Ghana has a land area of 238,500km2 made up of two (2) broad ecological zones – the High Forest Zone covering much of a third of the southern part of the country (34%)and the Savannah Zone, covering two thirds of the considerably drier Northern Ghana (66%). The agriculture sector which includes wood and forestry is the largest contributor to GDP whilst forestry alone contributes an estimated 4%.

The key government institutions in the sector are:

  1. Ministry of Lands, Forestry and Mines (MLFM): responsible for policy direction and monitoring of programmes towards achieving national goals.
  2. Forestry Commission (FC): responsible for advising the sector Minister on policies to regulate the management and utilization of forest and wildlife resources.
  3. Forestry Research Institute of Ghana (FORIG): responsible for undertaking research and development activities towards solving problems relating to the forestry sector.

The private institutions or entities consist of land owners, communities, clans and individuals on whose behalf the government manages the forest and wildlife resources. Others are the logging companies that operate timber concessions to supply raw materials to sawmill and other wood processing companies that convert the timber into secondary products mainly for the export markets.

Economic Importance of the Forestry Sector.

The formal forestry sector employs about 120,000 Ghanaians with employment predominantly in log processing industry. The timber industry is the fourth largest foreign exchange earner after minerals, cocoa and oil exports. Primary wood and processed products accounts for 89% and 11% of timber exports respectively.

The formal forestry sector consisting of around 200 timber processing mills is export oriented. For example, the total exports of timber products in September 2012 amounted to€7,536,507.29 representing about 13% decrease from €8,637,092.59 earned from exports in August 2012. Additionally, only around 15% of the domestic market was supplied by the formal sector.

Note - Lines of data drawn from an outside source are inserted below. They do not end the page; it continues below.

//! Error types for OxiBWT operations.
//!
//! Every failure is detected synchronously by the call that receives the bad
//! input and is reported to the caller. Nothing is retried or corrected
//! internally: the transforms are deterministic, so repeating a call with the
//! same inputs yields the same error.

use thiserror::Error;

/// The main error type for OxiBWT operations.
#[derive(Debug, Clone, PartialEq, Eq, Error)]
pub enum TransformError {
    /// Configured block size cannot be addressed by the index representation.
    #[error("Invalid block size: {size} (must be between 1 and {max})")]
    InvalidBlockSize {
        /// Requested block size.
        size: usize,
        /// Largest supported block size.
        max: usize,
    },

    /// Block handed to a dynamically sized engine is too long to index.
    #[error("Block too large: {len} bytes exceeds maximum of {max}")]
    BlockTooLarge {
        /// Length of the offending block.
        len: usize,
        /// Largest supported block size.
        max: usize,
    },

    /// Block length disagrees with the fixed engine configuration.
    #[error("Block size mismatch: engine expects {expected} bytes, got {actual}")]
    SizeMismatch {
        /// Configured block size.
        expected: usize,
        /// Length of the block that was supplied.
        actual: usize,
    },

    /// Primary index is not valid for the block being inverted.
    #[error("Primary index {} out of range for block of {len} bytes", display_index(.index))]
    IndexOutOfRange {
        /// The index, or `None` if it was never set.
        index: Option<u32>,
        /// Length of the block (or configured size) it was checked against.
        len: usize,
    },

    /// Output buffer too small for operation.
    #[error("Output buffer too small: need {needed} bytes, have {available}")]
    OutputTooSmall {
        /// Number of bytes needed.
        needed: usize,
        /// Number of bytes available.
        available: usize,
    },

    /// Encoded header could not be parsed.
    #[error("Corrupted header: {message}")]
    CorruptedHeader {
        /// Description of the header error.
        message: String,
    },
}

/// Result type alias for OxiBWT operations.
pub type Result<T> = std::result::Result<T, TransformError>;

fn display_index(index: &Option<u32>) -> String {
    match index {
        Some(index) => index.to_string(),
        None => "(unset)".to_string(),
    }
}

impl TransformError {
    /// Create an invalid block size error.
    pub fn invalid_block_size(size: usize, max: usize) -> Self {
        Self::InvalidBlockSize { size, max }
    }

    /// Create a block too large error.
    pub fn block_too_large(len: usize, max: usize) -> Self {
        Self::BlockTooLarge { len, max }
    }

    /// Create a size mismatch error.
    pub fn size_mismatch(expected: usize, actual: usize) -> Self {
        Self::SizeMismatch { expected, actual }
    }

    /// Create an index out of range error.
    pub fn index_out_of_range(index: Option<u32>, len: usize) -> Self {
        Self::IndexOutOfRange { index, len }
    }

    /// Create an output too small error.
    pub fn output_too_small(needed: usize, available: usize) -> Self {
        Self::OutputTooSmall { needed, available }
    }

    /// Create a corrupted header error.
    pub fn corrupted_header(message: impl Into<String>) -> Self {
        Self::CorruptedHeader {
            message: message.into(),
        }
    }

    /// Whether this error stems from engine configuration rather than block data.
    pub fn is_configuration(&self) -> bool {
        matches!(
            self,
            Self::InvalidBlockSize { .. } | Self::BlockTooLarge { .. }
        )
    }
}
//! Rotation sorting by cyclic prefix doubling.
//!
//! After round `k` every rotation carries a rank that orders it by its first
//! `2k` bytes. Each round is two counting sorts over the previous ranks, so a
//! block of `n` bytes is sorted in `O(n log n)` time with five reusable
//! 32-bit arrays.
//!
//! Rotations that are byte-for-byte identical (periodic blocks) end up with
//! equal ranks; a final counting pass visits offsets in ascending order so
//! that ties are broken by rotation start.

use tracing::debug;

/// Reusable scratch storage for sorting the rotations of a block.
#[derive(Debug, Default)]
pub(crate) struct RotationSorter {
    sa: Vec<u32>,
    shifted: Vec<u32>,
    rank: Vec<u32>,
    next_rank: Vec<u32>,
    counts: Vec<u32>,
}

impl RotationSorter {
    pub(crate) fn new() -> Self {
        Self::default()
    }

    /// Largest block the scratch arrays can hold without reallocating.
    pub(crate) fn capacity(&self) -> usize {
        self.sa.len()
    }

    fn reserve(&mut self, n: usize) {
        if self.sa.len() >= n {
            return;
        }

        debug!(
            from = self.sa.len(),
            to = n,
            "growing rotation sort scratch"
        );
        self.sa.resize(n, 0);
        self.shifted.resize(n, 0);
        self.rank.resize(n, 0);
        self.next_rank.resize(n, 0);
        self.counts.resize(n.max(256), 0);
    }

    /// Sort the rotations of `data`.
    ///
    /// Returns the rotation start offsets in ascending rotation order, ties
    /// broken by offset. `data.len()` must fit in a `u32`.
    pub(crate) fn sort(&mut self, data: &[u8]) -> &[u32] {
        let n = data.len();
        if n == 0 {
            return &[];
        }
        self.reserve(n);

        let sa = &mut self.sa[..n];
        let shifted = &mut self.shifted[..n];
        let mut rank = &mut self.rank[..n];
        let mut next_rank = &mut self.next_rank[..n];
        let counts = &mut self.counts[..];

        // Round 0: bucket by first byte, offsets ascending within a bucket.
        let buckets = &mut counts[..256];
        buckets.fill(0);
        for &b in data {
            buckets[b as usize] += 1;
        }
        exclusive_prefix_sum(buckets);
        for (i, &b) in data.iter().enumerate() {
            let slot = &mut buckets[b as usize];
            sa[*slot as usize] = i as u32;
            *slot += 1;
        }

        let mut class = 0u32;
        rank[sa[0] as usize] = 0;
        for j in 1..n {
            if data[sa[j] as usize] != data[sa[j - 1] as usize] {
                class += 1;
            }
            rank[sa[j] as usize] = class;
        }
        let mut classes = class as usize + 1;

        let mut k = 1usize;
        while classes < n && k < n {
            // Order by second half: rotation i - k sorts with rotation i.
            for (dst, &start) in shifted.iter_mut().zip(sa.iter()) {
                let start = start as usize;
                let prev = if start >= k { start - k } else { start + n - k };
                *dst = prev as u32;
            }

            // Stable counting sort by first half.
            let buckets = &mut counts[..classes];
            buckets.fill(0);
            for &i in shifted.iter() {
                buckets[rank[i as usize] as usize] += 1;
            }
            exclusive_prefix_sum(buckets);
            for &i in shifted.iter() {
                let slot = &mut buckets[rank[i as usize] as usize];
                sa[*slot as usize] = i;
                *slot += 1;
            }

            let mut class = 0u32;
            next_rank[sa[0] as usize] = 0;
            for j in 1..n {
                let cur = sa[j] as usize;
                let prev = sa[j - 1] as usize;
                if rank[cur] != rank[prev] || rank[wrap(cur + k, n)] != rank[wrap(prev + k, n)] {
                    class += 1;
                }
                next_rank[cur] = class;
            }

            std::mem::swap(&mut rank, &mut next_rank);
            classes = class as usize + 1;
            k <<= 1;
        }

        if classes < n {
            let buckets = &mut counts[..classes];
            buckets.fill(0);
            for &r in rank.iter() {
                buckets[r as usize] += 1;
            }
            exclusive_prefix_sum(buckets);
            for (i, &r) in rank.iter().enumerate() {
                let slot = &mut buckets[r as usize];
                sa[*slot as usize] = i as u32;
                *slot += 1;
            }
        }

        &self.sa[..n]
    }
}

#[inline]
fn wrap(pos: usize, n: usize) -> usize {
    if pos >= n { pos - n } else { pos }
}

/// Replace each count with the sum of the counts before it.
fn exclusive_prefix_sum(counts: &mut [u32]) {
    let mut sum = 0u32;
    for count in counts.iter_mut() {
        sum += std::mem::replace(count, sum);
    }
}

#[cfg(test)]
mod tests {
    use super::*;

    fn naive_order(data: &[u8]) -> Vec<u32> {
        let n = data.len();
        let mut order: Vec<u32> = (0..n as u32).collect();
        order.sort_by(|&a, &b| {
            let ra = (0..n).map(|i| data[(a as usize + i) % n]);
            let rb = (0..n).map(|i| data[(b as usize + i) % n]);
            ra.cmp(rb).then(a.cmp(&b))
        });
        order
    }

    #[test]
    fn test_sort_empty_and_single() {
        let mut sorter = RotationSorter::new();
        assert!(sorter.sort(b"").is_empty());
        assert_eq!(sorter.sort(b"x"), &[0]);
    }

    #[test]
    fn test_sort_banana() {
        let mut sorter = RotationSorter::new();
        // abanan, anaban, ananab, banana, nabana, nanaba
        assert_eq!(sorter.sort(b"banana"), &[5, 3, 1, 0, 4, 2]);
    }

    #[test]
    fn test_identical_rotations_ordered_by_offset() {
        let mut sorter = RotationSorter::new();
        assert_eq!(sorter.sort(b"abab"), &[0, 2, 1, 3]);
        assert_eq!(sorter.sort(b"zzzz"), &[0, 1, 2, 3]);
    }

    #[test]
    fn test_matches_naive_order() {
        let mut sorter = RotationSorter::new();
        let cases: [&[u8]; 6] = [
            b"mississippi",
            b"abracadabra",
            b"aaaaaaaab",
            b"abcabcabcabc",
            b"\xff\x00\xff\x00\x80",
            b"the quick brown fox jumps over the lazy dog",
        ];
        for data in cases {
            assert_eq!(sorter.sort(data), naive_order(data).as_slice(), "{data:?}");
        }
    }

    #[test]
    fn test_scratch_reused() {
        let mut sorter = RotationSorter::new();
        sorter.sort(&[7u8; 300]);
        assert_eq!(sorter.capacity(), 300);
        sorter.sort(b"short");
        assert_eq!(sorter.capacity(), 300);
        assert_eq!(sorter.sort(b"short"), naive_order(b"short").as_slice());
    }
}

The informal forestry sector, mainly chain saw milling is almost equal in size to the formal sector in terms of employment and production and also provides the bulk of the supply (85%) for the domestic market, with estimated volume of around 0.5 million m3 and market value of around GH¢ 280 million. It also provides employment for around 130,000 people and livelihood for 650,000 people and is the source of considerable revenue to mostly unban financiers of their operations (Marfo, 2010).

The wood processing sector of the Association of Ghana Industries (AGI) is a sector that includes all industries that are into timber production, wood work factories and all industries that make use of value addition to forestry and wood products. The sector provides great support for these industries by ensuring that they are able to carry out business smoothly.



Mr. Richard Duah Nsenkyire is a professional forester from the Kwame Nkrumah University of Science and Technologywith Post Graduate career development and training in Europe, America and the Far East. He is also an expert in timber industry development and trade in Africa, Europe and the world.

He has 20 years’ experience in wood processing and timber trade across the world. He is the Managing Director of Samartex Wood and Plywood Company, a leading timber company in Ghana, supplying wood products globally.

As chair of the wood processing sector for the Association of Ghana Industries, he has represented the Ghana Timber Industry on the multi-stakeholder implementation committee during the VPA negotiations. He is also an executive member of the Ghana Timber Millers Organization and represents the Ghana Timber Trade Industry on the Ghana Forestry Commission as a board member.

He has been involved in various certification schemes throughout his career and led Samartex’s efforts to become the first wood processing firm to attain Controlled Wood / CoC Certification in Ghana. He is also a director of Aqua Safari and Safari Valley.